----- Data supplied

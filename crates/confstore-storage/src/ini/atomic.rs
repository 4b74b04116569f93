//! Staged replacement of a file.
//!
//! The full replacement is written to a uniquely named temp file, synced,
//! closed, and only then swapped over the target.  Until [`StagedFile::commit`]
//! succeeds the target is never opened for writing; dropping an uncommitted
//! stage deletes the temp file.
//!
//! A temp file on another volume cannot be renamed over the target.  In that
//! case it is first copied into a second temp file next to the target, and
//! that copy is renamed instead.  The temp file takes the target's
//! permissions, so a replaced file keeps its mode.

use std::fs::{self, File};
use std::io::{self, BufWriter, Write};
use std::path::{Path, PathBuf};

use tracing::{debug, warn};
use uuid::Uuid;

use crate::error::StorageError;

/// A temp file that will replace `target` on commit.
pub(crate) struct StagedFile {
    path: PathBuf,
    writer: Option<BufWriter<File>>,
    committed: bool,
}

impl StagedFile {
    /// Creates `.<file>.<uuid>.tmp` in `temp_dir`, or next to `target`.
    pub(crate) fn create(target: &Path, temp_dir: Option<&Path>) -> Result<Self, StorageError> {
        let file_name = target
            .file_name()
            .map(|n| n.to_string_lossy().into_owned())
            .unwrap_or_else(|| "config".to_string());
        let dir = match temp_dir {
            Some(dir) => dir.to_path_buf(),
            None => match target.parent() {
                Some(parent) if !parent.as_os_str().is_empty() => parent.to_path_buf(),
                _ => PathBuf::from("."),
            },
        };
        let path = dir.join(format!(".{file_name}.{}.tmp", Uuid::new_v4()));

        let file = File::create(&path).map_err(|e| StorageError::io(&path, e))?;
        if let Ok(metadata) = fs::metadata(target) {
            file.set_permissions(metadata.permissions())
                .map_err(|e| StorageError::io(&path, e))?;
        }
        debug!("staging replacement for {} at {}", target.display(), path.display());
        Ok(Self {
            path,
            writer: Some(BufWriter::new(file)),
            committed: false,
        })
    }

    pub(crate) fn path(&self) -> &Path {
        &self.path
    }

    /// Flushes and closes the temp file, then swaps it over `target`.
    ///
    /// # Errors
    ///
    /// [`StorageError::Io`] if the temp file cannot be finished or the swap
    /// fails.  The target is left as it was and the temp file is removed.
    pub(crate) fn commit(mut self, target: &Path) -> Result<(), StorageError> {
        self.finish()?;

        match fs::rename(&self.path, target) {
            Ok(()) => {
                self.committed = true;
                Ok(())
            }
            Err(e) if is_cross_device(&e) => {
                warn!(
                    "{} is on another volume than {}; copying next to the target",
                    self.path.display(),
                    target.display()
                );
                // The staged file itself is removed on drop.
                copy_into_place(&self.path, target)
            }
            Err(e) => Err(StorageError::io(target, e)),
        }
    }

    /// Flushes, syncs and closes the temp file.
    fn finish(&mut self) -> Result<(), StorageError> {
        let writer = self.writer.take().ok_or_else(|| {
            StorageError::InvalidOperation("staged file already closed".to_string())
        })?;
        let file = writer
            .into_inner()
            .map_err(|e| StorageError::io(&self.path, e.into_error()))?;
        file.sync_all().map_err(|e| StorageError::io(&self.path, e))
    }
}

/// Copies `source` into a fresh temp file beside `target` and renames that
/// over `target`.
fn copy_into_place(source: &Path, target: &Path) -> Result<(), StorageError> {
    let mut local = StagedFile::create(target, None)?;
    let mut input = File::open(source).map_err(|e| StorageError::io(source, e))?;
    io::copy(&mut input, &mut local).map_err(|e| StorageError::io(local.path(), e))?;
    local.finish()?;

    fs::rename(&local.path, target).map_err(|e| StorageError::io(target, e))?;
    local.committed = true;
    Ok(())
}

/// Whether a rename failed only because source and target are on
/// different volumes.
fn is_cross_device(error: &io::Error) -> bool {
    // EXDEV on Linux and the BSDs, ERROR_NOT_SAME_DEVICE on Windows.
    #[cfg(unix)]
    const CROSS_DEVICE: Option<i32> = Some(18);
    #[cfg(windows)]
    const CROSS_DEVICE: Option<i32> = Some(17);
    #[cfg(not(any(unix, windows)))]
    const CROSS_DEVICE: Option<i32> = None;

    CROSS_DEVICE.is_some() && error.raw_os_error() == CROSS_DEVICE
}

impl Write for StagedFile {
    fn write(&mut self, buf: &[u8]) -> io::Result<usize> {
        match self.writer.as_mut() {
            Some(writer) => writer.write(buf),
            None => Err(io::Error::new(io::ErrorKind::Other, "staged file closed")),
        }
    }

    fn flush(&mut self) -> io::Result<()> {
        match self.writer.as_mut() {
            Some(writer) => writer.flush(),
            None => Ok(()),
        }
    }
}

impl Drop for StagedFile {
    fn drop(&mut self) {
        if self.committed {
            return;
        }
        // Close the handle first so the file can be removed on every platform.
        self.writer = None;
        if let Err(e) = fs::remove_file(&self.path) {
            if e.kind() != io::ErrorKind::NotFound {
                warn!("failed to remove temp file {}: {e}", self.path.display());
            }
        }
    }
}
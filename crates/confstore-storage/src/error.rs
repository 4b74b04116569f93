//! Error type for storage providers.

use std::path::PathBuf;

use confstore_core::ConfigError;
use thiserror::Error;

/// Errors surfaced by a [`StorageProvider`](crate::StorageProvider).
#[derive(Debug, Error)]
pub enum StorageError {
    /// The provider was disposed; every later call fails with this.
    #[error("storage provider has been disposed")]
    Disposed,

    /// A mutating operation was attempted on a read-only provider.
    #[error("storage at {0} was opened read-only")]
    ReadOnly(PathBuf),

    /// The path contains characters the platform does not allow.
    #[error("invalid path '{path}': {reason}")]
    InvalidPath { path: PathBuf, reason: String },

    /// The operation is not valid in the provider's current state, e.g.
    /// opening a missing file read-only.
    #[error("invalid operation: {0}")]
    InvalidOperation(String),

    /// A file system I/O error occurred.
    #[error("I/O error accessing {path}: {source}")]
    Io {
        path: PathBuf,
        #[source]
        source: std::io::Error,
    },

    /// A model error not tied to a particular line.
    #[error(transparent)]
    Config(#[from] ConfigError),

    /// A model error raised while reading a line of the backing file.
    #[error("line {line}: {source}")]
    Line {
        /// 1-based line number.
        line: usize,
        #[source]
        source: ConfigError,
    },

    /// The TOML format options could not be parsed.
    #[error("failed to parse format options: {0}")]
    Options(#[from] toml::de::Error),
}

impl StorageError {
    pub(crate) fn io(path: impl Into<PathBuf>, source: std::io::Error) -> Self {
        Self::Io {
            path: path.into(),
            source,
        }
    }

    /// The underlying model error, if any.
    pub fn config_error(&self) -> Option<&ConfigError> {
        match self {
            Self::Config(source) | Self::Line { source, .. } => Some(source),
            _ => None,
        }
    }
}
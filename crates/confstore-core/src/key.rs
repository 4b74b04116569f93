//! Config keys: named, ordered groups of named values.
//!
//! A key corresponds to one `[Section]` of a configuration file.  Values are
//! kept in declaration order, which is also the order a full save writes them
//! in, and are looked up by name through a side index.
//!
//! Keys come in two flavours:
//!
//! - **free-form** ([`ConfigKey::new`]): values are added and removed at will,
//!   as happens when a file is loaded without a schema;
//! - **schema-fixed** ([`ConfigKey::fixed`], usually built by
//!   [`KeyBinding`](crate::binding::KeyBinding)): the set of values is frozen,
//!   only their contents change.
//!
//! One value may be designated the *default value*.  Lines in the section
//! that carry no `name=` prefix are routed to it.

use std::any::{type_name, TypeId};
use std::collections::HashMap;

use crate::error::ConfigError;
use crate::value::{ConfigValue, ErasedValue, NamedValue};

/// A named, ordered set of named values.
#[derive(Debug, Clone)]
pub struct ConfigKey {
    name: String,
    values: Vec<Box<dyn ErasedValue>>,
    index: HashMap<String, usize>,
    default_value_name: Option<String>,
    fixed: bool,
}

impl ConfigKey {
    /// Creates an empty free-form key.
    ///
    /// # Errors
    ///
    /// Returns [`ConfigError::Argument`] if `name` is empty or blank.
    pub fn new(name: impl Into<String>) -> Result<Self, ConfigError> {
        let name = name.into();
        if name.trim().is_empty() {
            return Err(ConfigError::Argument("key name must not be empty".to_string()));
        }
        Ok(Self {
            name,
            values: Vec::new(),
            index: HashMap::new(),
            default_value_name: None,
            fixed: false,
        })
    }

    /// Creates a schema-fixed key holding `values`.
    ///
    /// # Errors
    ///
    /// Returns [`ConfigError::DuplicateValue`] if two values share a name and
    /// [`ConfigError::ValueNotFound`] if `default_value_name` names none of them.
    pub fn fixed(
        name: impl Into<String>,
        values: Vec<Box<dyn ErasedValue>>,
        default_value_name: Option<&str>,
    ) -> Result<Self, ConfigError> {
        let mut key = Self::new(name)?;
        for value in values {
            key.insert_boxed(value)?;
        }
        key.set_default_value_name(default_value_name)?;
        key.fixed = true;
        Ok(key)
    }

    pub fn name(&self) -> &str {
        &self.name
    }

    /// `true` for schema-fixed keys.
    pub fn is_fixed(&self) -> bool {
        self.fixed
    }

    /// Number of named values.
    pub fn len(&self) -> usize {
        self.values.len()
    }

    pub fn is_empty(&self) -> bool {
        self.values.is_empty()
    }

    /// Name of the value that absorbs positional lines, if any.
    pub fn default_value_name(&self) -> Option<&str> {
        self.default_value_name.as_deref()
    }

    /// Designates the value that absorbs positional lines.
    ///
    /// # Errors
    ///
    /// Returns [`ConfigError::ValueNotFound`] if `name` is not a value of
    /// this key; the previous designation is kept.
    pub fn set_default_value_name(&mut self, name: Option<&str>) -> Result<(), ConfigError> {
        if let Some(name) = name {
            if !self.contains_value(name) {
                return Err(self.not_found(name));
            }
        }
        self.default_value_name = name.map(str::to_owned);
        Ok(())
    }

    /// Builder form of [`set_default_value_name`](Self::set_default_value_name).
    pub fn with_default_value_name(mut self, name: &str) -> Result<Self, ConfigError> {
        self.set_default_value_name(Some(name))?;
        Ok(self)
    }

    /// The default value itself.
    pub fn default_value(&self) -> Option<&dyn ErasedValue> {
        self.default_value_name.as_deref().and_then(|name| self.value(name))
    }

    pub fn default_value_mut(&mut self) -> Option<&mut (dyn ErasedValue + 'static)> {
        let name = self.default_value_name.clone()?;
        self.value_mut(&name)
    }

    /// Adds a value read by the default parser.
    ///
    /// # Errors
    ///
    /// Returns [`ConfigError::DuplicateValue`] if `name` already exists and
    /// [`ConfigError::FixedSchema`] on schema-fixed keys.
    pub fn add<T: ConfigValue>(
        &mut self,
        name: impl Into<String>,
        value: T,
        name_visible: bool,
    ) -> Result<(), ConfigError> {
        self.insert(NamedValue::with_value(name, value).name_visible(name_visible))
    }

    /// Adds a fully configured named value (custom parser, unset default).
    ///
    /// # Errors
    ///
    /// Same as [`add`](Self::add).
    pub fn insert<T: ConfigValue>(&mut self, value: NamedValue<T>) -> Result<(), ConfigError> {
        self.ensure_free_form()?;
        self.insert_boxed(Box::new(value))
    }

    /// Adds `value` under `name`, or replaces the existing value of that name.
    ///
    /// When `throw_on_type_change` is set and the stored value has a different
    /// type, the update is refused with [`ConfigError::TypeConflict`].
    /// Schema-fixed keys only accept same-typed updates of existing values.
    ///
    /// # Errors
    ///
    /// [`ConfigError::Argument`] for an empty name, [`ConfigError::TypeConflict`],
    /// and [`ConfigError::FixedSchema`].
    pub fn add_or_update<T: ConfigValue>(
        &mut self,
        name: &str,
        value: T,
        throw_on_type_change: bool,
        name_visible: bool,
    ) -> Result<(), ConfigError> {
        if name.trim().is_empty() {
            return Err(ConfigError::Argument("value name must not be empty".to_string()));
        }

        let Some(&position) = self.index.get(name) else {
            return self.add(name, value, name_visible);
        };

        let existing = &self.values[position];
        let same_type = existing.value_type_id() == TypeId::of::<T>();
        if !same_type && (throw_on_type_change || self.fixed) {
            return Err(ConfigError::TypeConflict {
                name: name.to_string(),
                existing: existing.type_name(),
                requested: type_name::<T>(),
            });
        }

        if self.fixed {
            let slot = &mut self.values[position];
            slot.set_name_visible(name_visible);
            if let Some(typed) = slot.as_any_mut().downcast_mut::<NamedValue<T>>() {
                typed.set_value(value);
            }
            return Ok(());
        }

        self.values[position] = Box::new(NamedValue::with_value(name, value).name_visible(name_visible));
        Ok(())
    }

    /// Assigns the primary slot of an existing value.
    ///
    /// # Errors
    ///
    /// [`ConfigError::ValueNotFound`] or [`ConfigError::TypeConflict`].
    pub fn set_value<T: ConfigValue>(&mut self, name: &str, value: T) -> Result<(), ConfigError> {
        let Some(&position) = self.index.get(name) else {
            return Err(self.not_found(name));
        };
        let slot = &mut self.values[position];
        let existing = slot.type_name();
        match slot.as_any_mut().downcast_mut::<NamedValue<T>>() {
            Some(typed) => {
                typed.set_value(value);
                Ok(())
            }
            None => Err(ConfigError::TypeConflict {
                name: name.to_string(),
                existing,
                requested: type_name::<T>(),
            }),
        }
    }

    /// Removes a value.  Returns `None` if no value had that name.
    ///
    /// Removing the default value clears the default value name.
    ///
    /// # Errors
    ///
    /// [`ConfigError::FixedSchema`] on schema-fixed keys.
    pub fn remove(&mut self, name: &str) -> Result<Option<Box<dyn ErasedValue>>, ConfigError> {
        self.ensure_free_form()?;
        let Some(position) = self.index.remove(name) else {
            return Ok(None);
        };
        let removed = self.values.remove(position);
        for slot in self.index.values_mut() {
            if *slot > position {
                *slot -= 1;
            }
        }
        if self.default_value_name.as_deref() == Some(name) {
            self.default_value_name = None;
        }
        Ok(Some(removed))
    }

    pub fn contains_value(&self, name: &str) -> bool {
        self.index.contains_key(name)
    }

    /// Erased access to a value.
    pub fn value(&self, name: &str) -> Option<&dyn ErasedValue> {
        let position = *self.index.get(name)?;
        Some(self.values[position].as_ref())
    }

    pub fn value_mut(&mut self, name: &str) -> Option<&mut (dyn ErasedValue + 'static)> {
        let position = *self.index.get(name)?;
        Some(self.values[position].as_mut())
    }

    /// Typed access to a value; `None` if missing or of another type.
    pub fn named<T: ConfigValue>(&self, name: &str) -> Option<&NamedValue<T>> {
        self.value(name)?.as_any().downcast_ref::<NamedValue<T>>()
    }

    pub fn named_mut<T: ConfigValue>(&mut self, name: &str) -> Option<&mut NamedValue<T>> {
        self.value_mut(name)?.as_any_mut().downcast_mut::<NamedValue<T>>()
    }

    /// Rendered primary entry of `name`.  Null renders as the empty string.
    /// Never fails: a missing value yields `None`.
    pub fn try_get_value(&self, name: &str) -> Option<String> {
        self.value(name).map(|v| v.primary_string().unwrap_or_default())
    }

    /// Clone of the primary entry of `name` as a `T`.  Never fails: a missing
    /// value or a value of another type yields `None`.
    pub fn try_get_value_as<T: ConfigValue>(&self, name: &str) -> Option<T> {
        self.named::<T>(name).map(|v| v.value().clone())
    }

    /// Values in declaration order.
    pub fn iter(&self) -> impl Iterator<Item = &dyn ErasedValue> + '_ {
        self.values.iter().map(|v| {
            let value: &dyn ErasedValue = v.as_ref();
            value
        })
    }

    pub fn names(&self) -> impl Iterator<Item = &str> + '_ {
        self.values.iter().map(|v| v.name())
    }

    fn insert_boxed(&mut self, value: Box<dyn ErasedValue>) -> Result<(), ConfigError> {
        let name = value.name().to_string();
        if name.trim().is_empty() {
            return Err(ConfigError::Argument("value name must not be empty".to_string()));
        }
        if self.index.contains_key(&name) {
            return Err(ConfigError::DuplicateValue {
                key: self.name.clone(),
                value: name,
            });
        }
        self.index.insert(name, self.values.len());
        self.values.push(value);
        Ok(())
    }

    fn ensure_free_form(&self) -> Result<(), ConfigError> {
        if self.fixed {
            Err(ConfigError::FixedSchema(self.name.clone()))
        } else {
            Ok(())
        }
    }

    fn not_found(&self, name: &str) -> ConfigError {
        ConfigError::ValueNotFound {
            key: self.name.clone(),
            value: name.to_string(),
        }
    }
}
//! Named values and the parsers that fill them.

pub mod named;
pub mod parser;

pub use named::{ConfigValue, ErasedValue, NamedValue};
pub use parser::{ConfigEnum, DefaultParser, EnumParser, FnParser, OptionalParser, Parser, TypeTag};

----------

Looking at the entries above, can you reproduce exactly the lines from the one that holds "for value in" through the one that holds "designation is kept.", and only those?

- [Written response]
        for value in values {
            key.insert_boxed(value)?;
        }
        key.set_default_value_name(default_value_name)?;
        key.fixed = true;
        Ok(key)
    }

    pub fn name(&self) -> &str {
        &self.name
    }

    /// `true` for schema-fixed keys.
    pub fn is_fixed(&self) -> bool {
        self.fixed
    }

    /// Number of named values.
    pub fn len(&self) -> usize {
        self.values.len()
    }

    pub fn is_empty(&self) -> bool {
        self.values.is_empty()
    }

    /// Name of the value that absorbs positional lines, if any.
    pub fn default_value_name(&self) -> Option<&str> {
        self.default_value_name.as_deref()
    }

    /// Designates the value that absorbs positional lines.
    ///
    /// # Errors
    ///
    /// Returns [`ConfigError::ValueNotFound`] if `name` is not a value of
    /// this key; the previous designation is kept.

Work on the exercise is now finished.